Keeping a Foot in Both Worlds
During the first year of the MPA program, we spent a lot of time learning how to bridge the academic and practical worlds. It’s one thing to understand advanced research methodologies and how to apply them, but research is only as good as how it is presented and if it is not digestible and made accessible to its stakeholders, then it is practically useless. This point is really hammered home in our classes and it is reflected in how our work is evaluated. It’s tough to keep a foot in both worlds, but being able to do so is an invaluable trait.
This is where we are right now in our research here at DPI. We’ve found some really cool stuff so far using the vast amounts of data that have been supplied to us. The struggle is taking our findings and packaging them in a way that makes them usable to people on the ground. It’s easy to go buck wild when analyzing a ton of data, wandering into the weeds to chase after some really neat analyses. It’s challenging, however, to keep our research grounded in a way that makes it as practical as possible for educators in North Carolina. The goal of our work isn’t to find the next big breakthrough in education (although that would be nice); it’s to provide research that can be used to make actionable recommendations that will improve North Carolina public schools.

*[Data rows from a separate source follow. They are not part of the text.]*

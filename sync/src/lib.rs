// Copyright 2024 The ChromiumOS Authors
// Use of this source code is governed by a BSD-style license that can be
// found in the LICENSE file.

//! Poison-free wrappers around `std::sync::{Mutex, RwLock}`.
//!
//! A panic while holding one of `std`'s locks poisons it, turning every
//! future `lock()`/`read()`/`write()` call into an error the caller has to
//! handle even though nothing here ever wants to recover from a poisoned
//! lock: a panicking device-model thread already means the VM is being torn
//! down. These wrappers unwrap the poison instead of propagating it, which
//! is what every call site in this workspace wants.

use std::ops::{Deref, DerefMut};
use std::sync::{self, LockResult, TryLockResult};

pub struct Mutex<T: ?Sized>(sync::Mutex<T>);

pub struct MutexGuard<'a, T: ?Sized>(sync::MutexGuard<'a, T>);

impl<T> Mutex<T> {
    pub fn new(val: T) -> Self {
        Mutex(sync::Mutex::new(val))
    }

    pub fn into_inner(self) -> T {
        self.0.into_inner().unwrap_or_else(|e| e.into_inner())
    }
}

impl<T: ?Sized> Mutex<T> {
    pub fn lock(&self) -> MutexGuard<'_, T> {
        MutexGuard(clear_poison(self.0.lock()))
    }

    pub fn try_lock(&self) -> Option<MutexGuard<'_, T>> {
        match self.0.try_lock() {
            Ok(g) => Some(MutexGuard(g)),
            Err(sync::TryLockError::Poisoned(e)) => Some(MutexGuard(e.into_inner())),
            Err(sync::TryLockError::WouldBlock) => None,
        }
    }

    pub fn get_mut(&mut self) -> &mut T {
        self.0.get_mut().unwrap_or_else(|e| e.into_inner())
    }
}

impl<T: ?Sized> Deref for MutexGuard<'_, T> {
    type Target = T;
    fn deref(&self) -> &T {
        &self.0
    }
}

impl<T: ?Sized> DerefMut for MutexGuard<'_, T> {
    fn deref_mut(&mut self) -> &mut T {
        &mut self.0
    }
}

pub struct RwLock<T: ?Sized>(sync::RwLock<T>);

pub struct RwLockReadGuard<'a, T: ?Sized>(sync::RwLockReadGuard<'a, T>);
pub struct RwLockWriteGuard<'a, T: ?Sized>(sync::RwLockWriteGuard<'a, T>);

impl<T> RwLock<T> {
    pub fn new(val: T) -> Self {
        RwLock(sync::RwLock::new(val))
    }

    pub fn into_inner(self) -> T {
        self.0.into_inner().unwrap_or_else(|e| e.into_inner())
    }
}

impl<T: ?Sized> RwLock<T> {
    pub fn read(&self) -> RwLockReadGuard<'_, T> {
        RwLockReadGuard(clear_poison(self.0.read()))
    }

    pub fn write(&self) -> RwLockWriteGuard<'_, T> {
        RwLockWriteGuard(clear_poison(self.0.write()))
    }

    pub fn try_read(&self) -> Option<RwLockReadGuard<'_, T>> {
        try_clear_poison(self.0.try_read()).map(RwLockReadGuard)
    }

    pub fn try_write(&self) -> Option<RwLockWriteGuard<'_, T>> {
        try_clear_poison(self.0.try_write()).map(RwLockWriteGuard)
    }

    pub fn get_mut(&mut self) -> &mut T {
        self.0.get_mut().unwrap_or_else(|e| e.into_inner())
    }
}

impl<T: ?Sized> Deref for RwLockReadGuard<'_, T> {
    type Target = T;
    fn deref(&self) -> &T {
        &self.0
    }
}

impl<T: ?Sized> Deref for RwLockWriteGuard<'_, T> {
    type Target = T;
    fn deref(&self) -> &T {
        &self.0
    }
}

impl<T: ?Sized> DerefMut for RwLockWriteGuard<'_, T> {
    fn deref_mut(&mut self) -> &mut T {
        &mut self.0
    }
}

fn clear_poison<Guard>(r: LockResult<Guard>) -> Guard {
    r.unwrap_or_else(|e| e.into_inner())
}

fn try_clear_poison<Guard>(r: TryLockResult<Guard>) -> Option<Guard> {
    match r {
        Ok(g) => Some(g),
        Err(sync::TryLockError::Poisoned(e)) => Some(e.into_inner()),
        Err(sync::TryLockError::WouldBlock) => None,
    }
}

unsafe impl<T: ?Sized + Send> Send for Mutex<T> {}
unsafe impl<T: ?Sized + Send> Sync for Mutex<T> {}
unsafe impl<T: ?Sized + Send> Send for RwLock<T> {}
unsafe impl<T: ?Sized + Send + Sync> Sync for RwLock<T> {}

Looking back on it from a practical standpoint, I am grateful that our coursework works towards keeping us grounded in the real world. It’s something that is helping me to keep on eye on the “so what?” factor of our research. Everyday, I’m realizing more and more the importance of being able to keep a foot in both worlds.
Last week, we also had the chance to meet with some of the folks over at SAS who work on EVAAS (Education Value-Added Assessment System) to gain some more insight on how the system works in North Carolina. Talking with the people at SAS further reinforced the importance of straddling the line between the academic and practical to provide services designed to improve public education. The EVAAS system is highly complex in how it calculates the value-added by each teacher in the state, but its results are extremely practical and usable for improving teacher performance and measuring their effectiveness. It was also a great opportunity to see the intersection of the public and private sectors. SAS and DPI work collaboratively to implement and use EVAAS and it was unique to see how two sectors, who some argue are diametrically opposed, come together to work towards the common goal of improving public education in North Carolina.
That pretty much wraps up my update on things here at DPI, so I’m going to brag on some of my students now. Last Thursday, I had the opportunity to go back to Detroit to see the last group of students I taught graduate from high school. Getting to watch them walk across the stage and get their diplomas was overwhelming. Graduation days rank right up there as the proudest days of my life, and I was so thankful to be able to be there to see this group of students graduate. These kids have overcome an almost unthinkable amount of obstacles to be able to graduate from high school and, for many of them, they are the first in their families to do so. They are, without a doubt, some of the strongest, brightest, and most resilient young people I have ever had the honor of meeting and I am so grateful that I had the opportunity to be a part of their educational journeys.
Getting to be there for my students’ graduation reinvigorated my passion for the work that I am doing at DPI right now. While I might not be in the classroom anymore, I was reminded that when you put all of the spreadsheets and data runs aside, this work is about improving the lives of students and working towards ensuring that all children have access to an exceptional education.